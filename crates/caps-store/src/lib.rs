#![forbid(unsafe_code)]
//! caps-store: the on-disk content-addressed store.
//!
//! Layout under the store root:
//!
//! ```text
//! blobs/sha256/<first-2-hex>/<full-hex>
//! trees/sha256/<first-2-hex>/<full-hex>
//! manifests/sha256/<first-2-hex>/<full-hex>.json
//! aliases/<name>
//! tmp/
//! ```
//!
//! Blobs, trees, and manifests are immutable and published atomically
//! (temp sibling, fsync, rename). Aliases are mutable pointers; last
//! writer wins. The store is append-only: nothing here deletes objects.

pub mod error;
pub mod lineage;
pub mod materialize;
pub mod snapshot;
pub mod store;

pub use error::{Result, StoreError};
pub use materialize::{copy_dir_recursive, LinkMethod};
pub use snapshot::{TreeEntry, TreeFile, TREE_VERSION};
pub use store::Store;
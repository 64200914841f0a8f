//! Server facade
//!
//! [`Server`] collects configuration and subscriptions, then `listen` binds
//! every listener, starts the supervisor and runs the accept loops until the
//! server is stopped through a [`ServerHandle`].

use crate::bus::{Buses, EventBus, SubscriptionId};
use crate::config::{ListenerConfig, ServerConfig, ServerMode, SockType};
use crate::connection::{ConnectionId, ConnectionPermit, Incoming};
use crate::error::{
    logging, ConfigError, ContextError, ErrorContext, Result, TransportError, WorkerError,
};
use crate::event::{BeforeShutdownEvent, Event, ServerEvent, ShutdownEvent, StartEvent};
use crate::handler::{Context, HandlerResult};
use crate::manager::{ControlMsg, Reply, Router, Supervisor};
use crate::reactor::WorkerInput;
use crate::task::{self, TaskQueue};
use bytes::Bytes;
use gyre_core::transport::{DatagramSocket, Listener, Transport};
use std::fmt;
use std::net::SocketAddr;
use std::sync::atomic::{AtomicU64, AtomicUsize, Ordering};
use std::sync::{Arc, Mutex, MutexGuard, PoisonError};
use std::time::Duration;
use tokio::sync::{mpsc, oneshot, watch};
use tokio::task::JoinHandle;

/// Pause after a failed accept before trying again
const ACCEPT_BACKOFF: Duration = Duration::from_millis(50);

/// Largest datagram read from a UDP listener
const MAX_DATAGRAM: usize = 65_535;

/// Attempts to hand an input to a live worker before dropping it
const ROUTE_ATTEMPTS: usize = 3;

/// A bound listener as seen by the workers
pub(crate) struct ListenerRuntime {
    pub(crate) config: ListenerConfig,
    pub(crate) local_addr: SocketAddr,
    pub(crate) datagram: Option<Arc<dyn DatagramSocket>>,
}

impl fmt::Debug for ListenerRuntime {
    fn fmt(&self, f: &mut fmt::Formatter<'_>) -> fmt::Result {
        f.debug_struct("ListenerRuntime")
            .field("config", &self.config)
            .field("local_addr", &self.local_addr)
            .finish()
    }
}

/// State shared by the acceptors, the supervisor and every worker
#[derive(Debug)]
pub(crate) struct Shared {
    pub(crate) config: ServerConfig,
    /// Main listener first, then sub-servers in registration order
    pub(crate) listeners: Vec<ListenerRuntime>,
    pub(crate) router: Router,
    pub(crate) tasks: Option<TaskQueue>,
    pub(crate) connection_ids: AtomicU64,
    pub(crate) live_connections: Arc<AtomicUsize>,
    pub(crate) control: mpsc::UnboundedSender<ControlMsg>,
    pub(crate) handle: ServerHandle,
}

impl Shared {
    pub(crate) fn listener(&self, index: usize) -> Option<&ListenerRuntime> {
        self.listeners.get(index)
    }

    fn next_connection_id(&self) -> ConnectionId {
        self.connection_ids.fetch_add(1, Ordering::Relaxed)
    }

    /// Shared state with no listeners and nothing running behind it
    #[cfg(test)]
    pub(crate) fn detached() -> Shared {
        let (control, _) = mpsc::unbounded_channel();
        let (requests, _) = mpsc::unbounded_channel();
        let (_, phase) = watch::channel(Phase::Idle);
        let config = ServerConfig::default();
        Shared {
            router: Router::new(config.dispatch_mode),
            config,
            listeners: Vec::new(),
            tasks: None,
            connection_ids: AtomicU64::new(1),
            live_connections: Arc::new(AtomicUsize::new(0)),
            control,
            handle: ServerHandle::new(requests, phase),
        }
    }
}

#[derive(Debug, Clone, PartialEq)]
enum Phase {
    Idle,
    Running(Vec<SocketAddr>),
    Stopped,
}

#[derive(Debug)]
enum Request {
    /// Stop one worker, or the whole server when `worker_id` is `None`
    Stop {
        worker_id: Option<usize>,
        wait: bool,
        reply: Option<Reply>,
    },
    Reload {
        reply: Option<Reply>,
    },
}

#[derive(Debug)]
struct HandleInner {
    requests: mpsc::UnboundedSender<Request>,
    phase: watch::Receiver<Phase>,
}

/// Cloneable control surface of a server.
///
/// Available from [`Server::handle`] and, inside handlers, from
/// [`Context::server`]. The `request_*` methods do not wait and are safe to
/// call from handlers; the async methods wait for the outcome.
#[derive(Debug, Clone)]
pub struct ServerHandle {
    inner: Arc<HandleInner>,
}

impl ServerHandle {
    fn new(requests: mpsc::UnboundedSender<Request>, phase: watch::Receiver<Phase>) -> Self {
        Self {
            inner: Arc::new(HandleInner { requests, phase }),
        }
    }

    pub fn is_running(&self) -> bool {
        matches!(*self.inner.phase.borrow(), Phase::Running(_))
    }

    /// Wait until the server is listening; returns the bound addresses,
    /// main listener first.
    pub async fn ready(&self) -> Result<Vec<SocketAddr>> {
        let mut phase = self.inner.phase.clone();
        let phase = phase
            .wait_for(|phase| *phase != Phase::Idle)
            .await
            .map_err(|_| WorkerError::NotRunning)?;
        match &*phase {
            Phase::Running(addrs) => Ok(addrs.clone()),
            _ => Err(WorkerError::NotRunning.into()),
        }
    }

    fn submit(&self, request: Request) -> Result<()> {
        if !self.is_running() {
            return Err(WorkerError::NotRunning.into());
        }
        self.inner
            .requests
            .send(request)
            .map_err(|_| WorkerError::NotRunning.into())
    }

    /// Stop one event worker, or the whole server when `worker_id` is
    /// `None`.
    ///
    /// With `wait` the stop lets in-flight work finish however long it
    /// takes; without it, workers still running after the stop grace period
    /// are terminated. Returns once the stop is complete.
    pub async fn stop(&self, worker_id: Option<usize>, wait: bool) -> Result<()> {
        let (reply, done) = oneshot::channel();
        self.submit(Request::Stop {
            worker_id,
            wait,
            reply: Some(reply),
        })?;
        done.await.map_err(|_| WorkerError::SupervisorGone)??;
        Ok(())
    }

    /// Ask the server to shut down without waiting for it
    pub fn request_stop(&self) -> Result<()> {
        self.submit(Request::Stop {
            worker_id: None,
            wait: true,
            reply: None,
        })
    }

    /// Ask one event worker to stop without waiting for it
    pub fn request_stop_worker(&self, worker_id: usize, wait: bool) -> Result<()> {
        self.submit(Request::Stop {
            worker_id: Some(worker_id),
            wait,
            reply: None,
        })
    }

    /// Replace every event worker and wait for the old ones to finish
    pub async fn reload(&self) -> Result<()> {
        let (reply, done) = oneshot::channel();
        self.submit(Request::Reload { reply: Some(reply) })?;
        done.await.map_err(|_| WorkerError::SupervisorGone)??;
        Ok(())
    }

    pub fn request_reload(&self) -> Result<()> {
        self.submit(Request::Reload { reply: None })
    }
}
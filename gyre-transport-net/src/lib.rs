//! Network transport for Gyre
//!
//! Binds real sockets through tokio: TCP listeners for stream servers and UDP
//! sockets for datagram servers.

#![cfg_attr(docsrs, feature(doc_cfg))]
#![warn(missing_docs, missing_debug_implementations, rust_2018_idioms)]

pub mod tcp;
pub mod udp;

pub use tcp::{NetTransport, TcpListener};
pub use udp::UdpSocket;

/// Prelude module
pub mod prelude {
    pub use crate::tcp::{NetTransport, TcpListener};
    pub use crate::udp::UdpSocket;
    pub use gyre_core::transport::{DatagramSocket, Listener, Transport};
}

• • •

• _Brief_:
Search the material above for the string "AtomicUsize". Show every line that holds it.

• _Solution_:
use std::sync::atomic::{AtomicU64, AtomicUsize, Ordering};
    pub(crate) live_connections: Arc<AtomicUsize>,
            live_connections: Arc::new(AtomicUsize::new(0)),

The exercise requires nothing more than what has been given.